Die Hauptfigur Luise ist beruf­lich top, emo­tio­nal ein Flop. Luise ist der­art kon­ven­tio­nell, dass es einem graust. Ihre selbst­be­wuss­ten Vorstellungen eines Liebeslebens schei­tern an ihrem völ­lig bünz­lig-klein­bür­ger­lich-literarischenBlick. Das ästhe­ti­sche Wagnis, das vor allem durch die Frauen im Bauhaus mit­ge­prägt war, ver­kommt in einer Kleinmädchenstudie über mäch­ti­ge Männer und in einem Schüleraufsatz zu Architekturbeschreibung. Es ist gross­ar­tig, dass Therese Enzensberger sich dem Thema Frau und Bauhaus annimmt, es ist betö­rend, dass sie dies lite­ra­risch ver­sucht, es ist ver­stö­rend, wie banal das Ergebnis ist.
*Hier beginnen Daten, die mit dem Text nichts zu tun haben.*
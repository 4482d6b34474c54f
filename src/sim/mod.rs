/**
 * Simulated Hardware
 *
 * Stand-ins for every hardware seam, used by `--simulate` runs and by
 * the tests. Recorders share their state through Arc<RwLock<..>> so a
 * test can keep a handle after boxing the device into `Hardware`.
 */

use std::collections::VecDeque;
use std::sync::{Arc, RwLock};

use crate::bluetooth::{MacAddress, Sighting};
use crate::display::Frame;
use crate::error::{Error, Result};
use crate::hw::{Crawler, CrawlerAction, Display, Inquiry, RangeSensor, Speaker};

/// Replays discovery passes in order; the last pass repeats forever
pub struct SimInquiry{
    passes: VecDeque<Vec<Sighting>>,
    last: Vec<Sighting>,
    fail_next: usize,
}

impl SimInquiry{
    pub fn from_passes(passes: Vec<Vec<Sighting>>) -> Self{
        SimInquiry{
            passes: passes.into(),
            last: Vec::new(),
            fail_next: 0,
        }
    }

    /// One pass per entry: the phone at that RSSI, or absent for `None`
    pub fn scripted(phone: MacAddress, rssi: &[Option<f32>]) -> Self{
        let passes = rssi.iter()
            .map(|r| match r{
                Some(rssi) => vec![Sighting{ address: phone, name: Some("phone".to_string()), rssi: *rssi }],
                None => Vec::new(),
            })
            .collect();
        Self::from_passes(passes)
    }

    /// Make the next `count` passes fail before the script resumes
    pub fn failing(mut self, count: usize) -> Self{
        self.fail_next = count;
        self
    }
}

impl Inquiry for SimInquiry{
    fn inquire(&mut self) -> Result<Vec<Sighting>>{
        if self.fail_next > 0{
            self.fail_next -= 1;
            return Err(Error::Bluetooth("simulated adapter failure".to_string()));
        }
        if let Some(pass) = self.passes.pop_front(){
            self.last = pass;
        }
        Ok(self.last.clone())
    }
}

#[derive(Debug, Clone, Copy, PartialEq, Eq)]
pub struct ActionRecord{
    pub action: CrawlerAction,
    pub steps: u8,
    pub speed: u8,
}

/// Crawler that only records what it was asked to do
#[derive(Clone, Default)]
pub struct SimCrawler{
    log: Arc<RwLock<Vec<ActionRecord>>>,
}

impl SimCrawler{
    pub fn new() -> Self{
        Self::default()
    }

    pub fn actions(&self) -> Vec<ActionRecord>{
        self.log.read().map(|log| log.clone()).unwrap_or_default()
    }

    pub fn action_kinds(&self) -> Vec<CrawlerAction>{
        self.actions().iter().map(|r| r.action).collect()
    }
}

impl Crawler for SimCrawler{
    fn do_action(&mut self, action: CrawlerAction, steps: u8, speed: u8) -> Result<()>{
        log::debug!("[SIM] crawler {} x{} at {}", action.name(), steps, speed);
        if let Ok(mut log) = self.log.write(){
            log.push(ActionRecord{ action, steps, speed });
        }
        Ok(())
    }
}

/// Sonar that replays a distance script; once exhausted it reports no echo
#[derive(Clone, Default)]
pub struct SimSonar{
    script: Arc<RwLock<VecDeque<f32>>>,
}

impl SimSonar{
    pub fn new(distances: &[f32]) -> Self{
        SimSonar{
            script: Arc::new(RwLock::new(distances.iter().copied().collect())),
        }
    }
}

impl RangeSensor for SimSonar{
    fn read_distance(&mut self) -> Result<f32>{
        let next = self.script.write().ok().and_then(|mut s| s.pop_front());
        Ok(next.unwrap_or(-1.0))
    }
}

/// Speaker that records every phrase
#[derive(Clone, Default)]
pub struct SimSpeaker{
    said: Arc<RwLock<Vec<String>>>,
}

impl SimSpeaker{
    pub fn new() -> Self{
        Self::default()
    }

    pub fn phrases(&self) -> Vec<String>{
        self.said.read().map(|s| s.clone()).unwrap_or_default()
    }
}

impl Speaker for SimSpeaker{
    fn say(&mut self, text: &str) -> Result<()>{
        if let Ok(mut said) = self.said.write(){
            said.push(text.to_string());
        }
        Ok(())
    }
}

/// Display that keeps the last frame and counts refreshes
#[derive(Clone, Default)]
pub struct SimDisplay{
    state: Arc<RwLock<(usize, Option<Frame>)>>,
}

impl SimDisplay{
    pub fn new() -> Self{
        Self::default()
    }

    pub fn refreshes(&self) -> usize{
        self.state.read().map(|s| s.0).unwrap_or(0)
    }

    pub fn last_frame(&self) -> Option<Frame>{
        self.state.read().ok().and_then(|s| s.1.clone())
    }
}

impl Display for SimDisplay{
    fn show(&mut self, frame: &Frame) -> Result<()>{
        if let Ok(mut state) = self.state.write(){
            state.0 += 1;
            state.1 = Some(frame.clone());
        }
        Ok(())
    }
}

#[cfg(test)]
mod tests{
    use super::*;

    #[test]
    fn test_inquiry_repeats_last_pass(){
        let phone: MacAddress = "20:20:08:59:27:13".parse().unwrap();
        let mut inquiry = SimInquiry::scripted(phone, &[None, Some(-50.0)]);

        assert!(inquiry.inquire().unwrap().is_empty());
        assert_eq!(inquiry.inquire().unwrap()[0].rssi, -50.0);
        assert_eq!(inquiry.inquire().unwrap()[0].rssi, -50.0);
    }

    #[test]
    fn test_inquiry_failures_come_first(){
        let phone: MacAddress = "20:20:08:59:27:13".parse().unwrap();
        let mut inquiry = SimInquiry::scripted(phone, &[Some(-50.0)]).failing(1);
        assert!(inquiry.inquire().is_err());
        assert_eq!(inquiry.inquire().unwrap().len(), 1);
    }

    #[test]
    fn test_recorders_share_state(){
        let crawler = SimCrawler::new();
        let mut boxed: Box<dyn Crawler> = Box::new(crawler.clone());
        boxed.do_action(CrawlerAction::Forward, 1, 80).unwrap();
        assert_eq!(crawler.action_kinds(), vec![CrawlerAction::Forward]);

        let sonar = SimSonar::new(&[12.0]);
        let mut boxed: Box<dyn RangeSensor> = Box::new(sonar);
        assert_eq!(boxed.read_distance().unwrap(), 12.0);
        assert_eq!(boxed.read_distance().unwrap(), -1.0);
    }
}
“Blaupause” ist ein Backfisch-Roman für die heu­ti­ge bür­ger­li­che jun­ge Frau. Eine sol­che Figur ins Bauhaus der 1920er Jahre zu ver­set­zen ist eine Frechheit. Unerträglicher Emanzipations-Kitsch noch und noch. Diese empö­rungs­ge­ne­rie­ren­de Diskurs-Muffins der sich sel­ber völ­lig über­schät­zen­den jugend­li­chen Weiblichkeit nervt gewal­tig. Vor allem weil sie aus­ge­rech­net in die Aufbruchstimmung der 1920er Jahre zurück­pro­ji­ziert wird.

Verstörend ist es auch, die Autorin auf dem blau­en Sofa reden zu hören und nach eini­gen Minuten zu rea­li­sie­ren: Da ist nichts. Nichts. Ausser ein völ­lig unbe­grün­de­tes Selbstbewusstsein. Es gibt kei­ne Reflektion, kei­ne Brüche, kei­ne Nachdenklichkeit. Einfach nichts. Gähnende Leere. Der Moderator Daniel Fiedler kapi­tu­liert des­halb auch bald. Er ver­sucht es mit einem Gespräch über ein Magazin der Autorin, er ver­sucht es ein biss­chen mit ihrem Vater, er ver­sucht es mit ande­ren Tricks und das Resultat ist wie­der und wie­der: Nichts. Zum Schluss lässt er die Autorin, da die Zeit ja gefüllt wer­den muss, die ersten Seiten ihres Buches vor­le­sen. Womit dann wirk­lich auch alles gesagt ist.